Il lato meno poetico di una pratica che è meglio evitare

 

Al momento in cui scrivo questo articolo, con le modificazioni climatiche in corso che ormai hanno effetti percepibili a tutti anche nella nostra Italia, non ho idea di come sarà la primavera che sarà imminente quando leggerete queste pagine. Sarà calda? Come è stato fino ad ora l’inverno? Sarà piovosa? O fredda al punto da far gelare le gemme che già mesi prima avevano cominciato a schiudersi?

Se non posso sbilanciarmi in previsioni su quella meteorologica, una certezza però la ho: la primavera di tutte le parrocchie d’Italia sarà, come sempre, una fioritura di cerimonie... prime comunioni, battesimi, matrimoni, cresime, ordinazioni sacerdotali, professioni religiose e via dicendo.
Per non parlare delle feste: da quelle patronali a quelle dell’oratorio, dell’asilo, della scuola, del gruppo di catechismo o della società sportiva…
Tutti momenti belli che proprio in queste settimane, nei gruppi parrocchiali, nelle famiglie e nelle cerchie di amici degli interessati, tutti sono indaffarati a organizzare perché riescano al meglio.

Fra gli aspetti che in una festa mai devono mancare – e deliberatamente scelgo di limitarmi a quelli, per così dire, “profani” – si possono elencare: la musica, giochi, cose buone da mangiare… ma ciò che fa di una festa davvero una Festa è la tensione verso il cielo (osservazione che, mentre la scrivo, mi fa riflettere).
Molti lettori penseranno senz’altro che io mi stia riferendo ai classici fuochi d’artificio. L’argomento è senz’altro di interesse e merita considerazioni approfondite, ma ad esse mi dedicherò in altra occasione. I fuochi, oltretutto, sono sì lanciati verso la volta stellata, però contro il cielo notturno si limitano ad esplodere suddividendosi in tanti piccoli bagliori che poi tornano comunque a ricadere sulla terra.
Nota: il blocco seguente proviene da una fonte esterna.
//! # Jenkins — Build Client for the Remote CI Server
//!
//! Wraps the subset of the Jenkins REST API the platform consumes: job
//! configuration, build triggering, build status, console output and node
//! (agent) availability. All execution happens on Jenkins; this module only
//! talks to it.
//!
//! ## Endpoints
//!
//! | Operation | Request |
//! |-----------|---------|
//! | next build number, build list | `GET /job/{name}/api/json?tree=nextBuildNumber,builds[number]` |
//! | start build | `POST /job/{name}/build` |
//! | build result | `GET /job/{name}/{n}/api/json?tree=result,building` |
//! | console output | `GET /job/{name}/{n}/consoleText` |
//! | node status | `GET /computer/{node}/api/json?tree=offline` |
//! | job config | `GET`/`POST /job/{name}/config.xml` |
//! | create / delete job | `POST /createItem?name={name}`, `POST /job/{name}/doDelete` |
//!
//! ## Errors
//!
//! Every call resolves to a [`CiError`]. Callers distinguish
//! [`CiError::NotFound`] (job or node deleted out-of-band) from connectivity
//! problems, which are retried on the next tick or call.

use async_trait::async_trait;
use serde::Deserialize;
use std::time::Duration;
use thiserror::Error;

use crate::config::JenkinsSettings;

#[derive(Debug, Error)]
pub enum CiError {
    /// The job, build or node does not exist on the CI server.
    #[error("not found on CI server: {0}")]
    NotFound(String),

    /// The CI server could not be reached.
    #[error("CI server unreachable: {0}")]
    Unreachable(String),

    /// The CI server answered with an unexpected status.
    #[error("CI server returned {status} for {url}")]
    Status { status: u16, url: String },

    /// The response body could not be understood.
    #[error("malformed CI response: {0}")]
    Protocol(String),
}

impl CiError {
    pub fn is_not_found(&self) -> bool {
        matches!(self, CiError::NotFound(_))
    }
}

pub type CiResult<T> = Result<T, CiError>;

/// Snapshot of a job's build history.
#[derive(Debug, Clone, PartialEq, Eq)]
pub struct JobBuilds {
    pub next_build_number: i64,
    /// Known build numbers, oldest first.
    pub builds: Vec<i64>,
}

/// Operations the platform needs from the CI server.
#[async_trait]
pub trait BuildClient: Send + Sync {
    /// Number Jenkins will assign to the next build of `job`.
    async fn next_build_number(&self, job: &str) -> CiResult<i64>;

    /// Known builds of `job`, oldest first.
    async fn job_builds(&self, job: &str) -> CiResult<JobBuilds>;

    /// Queue a new build of `job`.
    async fn start_build(&self, job: &str) -> CiResult<()>;

    /// Terminal result string (`SUCCESS`, `FAILURE`, ...) or `None` while running.
    async fn build_result(&self, job: &str, build_number: i64) -> CiResult<Option<String>>;

    async fn console_output(&self, job: &str, build_number: i64) -> CiResult<String>;

    /// Whether the agent node named `node` is online.
    async fn node_online(&self, node: &str) -> CiResult<bool>;

    async fn create_job(&self, job: &str, config_xml: &str) -> CiResult<()>;

    async fn job_config(&self, job: &str) -> CiResult<String>;

    async fn reconfigure_job(&self, job: &str, config_xml: &str) -> CiResult<()>;

    async fn delete_job(&self, job: &str) -> CiResult<()>;
}

// ── HTTP implementation ─────────────────────────────────────────

#[derive(Deserialize)]
#[serde(rename_all = "camelCase")]
struct JobInfo {
    next_build_number: i64,
    #[serde(default)]
    builds: Vec<BuildRef>,
}

#[derive(Deserialize)]
struct BuildRef {
    number: i64,
}

#[derive(Deserialize)]
struct BuildInfo {
    result: Option<String>,
    #[serde(default)]
    building: bool,
}

#[derive(Deserialize)]
struct NodeInfo {
    offline: bool,
}

/// Jenkins REST client authenticated with a user name and API token.
#[derive(Clone)]
pub struct JenkinsClient {
    base_url: String,
    username: String,
    api_token: String,
    http: reqwest::Client,
}

impl JenkinsClient {
    pub fn new(settings: &JenkinsSettings) -> anyhow::Result<Self> {
        let http = reqwest::Client::builder()
            .connect_timeout(Duration::from_secs(5))
            .timeout(Duration::from_secs(settings.timeout_secs))
            .build()?;
        Ok(JenkinsClient {
            base_url: settings.url.trim_end_matches('/').to_string(),
            username: settings.username.clone(),
            api_token: settings.api_token.clone(),
            http,
        })
    }

    fn job_url(&self, job: &str) -> String {
        format!("{}/job/{}", self.base_url, urlencoding::encode(job))
    }

    fn authed(&self, req: reqwest::RequestBuilder) -> reqwest::RequestBuilder {
        if self.username.is_empty() {
            req
        } else {
            req.basic_auth(&self.username, Some(&self.api_token))
        }
    }

    async fn send(&self, req: reqwest::RequestBuilder, what: &str) -> CiResult<reqwest::Response> {
        let resp = self
            .authed(req)
            .send()
            .await
            .map_err(|e| CiError::Unreachable(e.to_string()))?;
        let status = resp.status();
        if status == reqwest::StatusCode::NOT_FOUND {
            return Err(CiError::NotFound(what.to_string()));
        }
        if !status.is_success() {
            return Err(CiError::Status {
                status: status.as_u16(),
                url: resp.url().to_string(),
            });
        }
        Ok(resp)
    }

    async fn get_json<T: serde::de::DeserializeOwned>(&self, url: &str, what: &str) -> CiResult<T> {
        let resp = self.send(self.http.get(url), what).await?;
        resp.json::<T>()
            .await
            .map_err(|e| CiError::Protocol(e.to_string()))
    }

    async fn get_text(&self, url: &str, what: &str) -> CiResult<String> {
        let resp = self.send(self.http.get(url), what).await?;
        resp.text()
            .await
            .map_err(|e| CiError::Unreachable(e.to_string()))
    }

    async fn post_xml(&self, url: &str, xml: &str, what: &str) -> CiResult<()> {
        let req = self
            .http
            .post(url)
            .header(reqwest::header::CONTENT_TYPE, "application/xml")
            .body(xml.to_string());
        self.send(req, what).await?;
        Ok(())
    }

    async fn job_info(&self, job: &str) -> CiResult<JobInfo> {
        let url = format!(
            "{}/api/json?tree=nextBuildNumber,builds[number]",
            self.job_url(job)
        );
        self.get_json(&url, &format!("job {}", job)).await
    }
}

#[async_trait]
impl BuildClient for JenkinsClient {
    async fn next_build_number(&self, job: &str) -> CiResult<i64> {
        Ok(self.job_info(job).await?.next_build_number)
    }

    async fn job_builds(&self, job: &str) -> CiResult<JobBuilds> {
        let info = self.job_info(job).await?;
        // Jenkins lists builds newest first.
        let mut builds: Vec<i64> = info.builds.iter().map(|b| b.number).collect();
        builds.sort_unstable();
        builds.dedup();
        Ok(JobBuilds {
            next_build_number: info.next_build_number,
            builds,
        })
    }

    async fn start_build(&self, job: &str) -> CiResult<()> {
        let url = format!("{}/build", self.job_url(job));
        self.send(self.http.post(&url), &format!("job {}", job))
            .await?;
        Ok(())
    }

    async fn build_result(&self, job: &str, build_number: i64) -> CiResult<Option<String>> {
        let url = format!(
            "{}/{}/api/json?tree=result,building",
            self.job_url(job),
            build_number
        );
        let info: BuildInfo = self
            .get_json(&url, &format!("build {}#{}", job, build_number))
            .await?;
        if info.building {
            return Ok(None);
        }
        Ok(info.result)
    }

    async fn console_output(&self, job: &str, build_number: i64) -> CiResult<String> {
        let url = format!("{}/{}/consoleText", self.job_url(job), build_number);
        self.get_text(&url, &format!("build {}#{}", job, build_number))
            .await
    }

    async fn node_online(&self, node: &str) -> CiResult<bool> {
        let url = format!(
            "{}/computer/{}/api/json?tree=offline",
            self.base_url,
            urlencoding::encode(node)
        );
        let info: NodeInfo = self.get_json(&url, &format!("node {}", node)).await?;
        Ok(!info.offline)
    }

    async fn create_job(&self, job: &str, config_xml: &str) -> CiResult<()> {
        let url = format!(
            "{}/createItem?name={}",
            self.base_url,
            urlencoding::encode(job)
        );
        self.post_xml(&url, config_xml, &format!("job {}", job))
            .await
    }

    async fn job_config(&self, job: &str) -> CiResult<String> {
        let url = format!("{}/config.xml", self.job_url(job));
        self.get_text(&url, &format!("job {}", job)).await
    }

    async fn reconfigure_job(&self, job: &str, config_xml: &str) -> CiResult<()> {
        let url = format!("{}/config.xml", self.job_url(job));
        self.post_xml(&url, config_xml, &format!("job {}", job))
            .await
    }

    async fn delete_job(&self, job: &str) -> CiResult<()> {
        let url = format!("{}/doDelete", self.job_url(job));
        self.send(self.http.post(&url), &format!("job {}", job))
            .await?;
        Ok(())
    }
}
Quello che ho in mente, invece, nel cielo vola o continua a salire fino a perdersi in esso quando l’occhio che lo segue non riesce più a distinguerlo.
Si tratta di qualcosa che cattura la fantasia di chi assiste alla scena e ne trasporta con sé i sogni.
Questo desiderio di infinito, che accomuna adulti e bambini, viene a concretizzarsi in due principali modalità: la liberazione di colombe ed il lancio di palloncini. Nel caso di questi ultimi ci sono in più la curiosità sulle terre che sorvoleranno e sull’identità di chi potrà leggerli, quando portano annodati al filo messaggi rivolti alle persone sconosciute che li troveranno.
Peccato che quello che sul momento sembra evocare purezza e gioia gentile, nasconda un lato oscuro, molto meno poetico.

Quando si liberano le colombe, chi se ne occupa fino al loro volo spesso dimentica di preoccuparsi del seguito della storia.
Allevate in cattività non sanno come vivere autonomamente e, per lo più, dopo un breve batter d’ali, si posano a poca distanza dal luogo in cui è stata data loro la presunta “libertà”.
Qui stazionano, più o meno dignitosamente, cibandosi di quanto qualche persona di buon cuore porta loro. Ma la sorte che le attende non è una sorte felice. Ben presto diventano preda di gatti, ma anche di topi o delle cornacchie che ormai infestano le nostre città dopo aver fatto strage nei nidi degli altri uccelli che le popolavano. Non di rado questi cruenti episodi, peraltro del tutto naturali e nella logica della vita animale, siccome le colombe restano nei pressi della chiesa e delle sue pertinenze, avvengono proprio sotto gli occhi degli stessi bambini che si erano incantati ad ammirarne la bianca bellezza del primo volo.

In molti ricorderanno le colombe diventate preda di una cornacchia e di un gabbiano, proprio immediatamente dopo essere state lanciate nella Piazza di San Pietro da papa Francesco in persona; affacciato alla finestra dell’appartamento pontificio per accogliere migliaia di ragazzini radunati da un’associazione nazionale.
Si è poi letto sulla stampa che papa Francesco ha dato indicazione ai suoi collaboratori di evitare di ripetere in futuro analoghe iniziative.
Non è mai troppo tardi è un detto sempre carico di buon senso, ma resta la domanda: "Perché c'è bisogno che il Papa debba arrivare a dare disposizioni anche su queste cose?".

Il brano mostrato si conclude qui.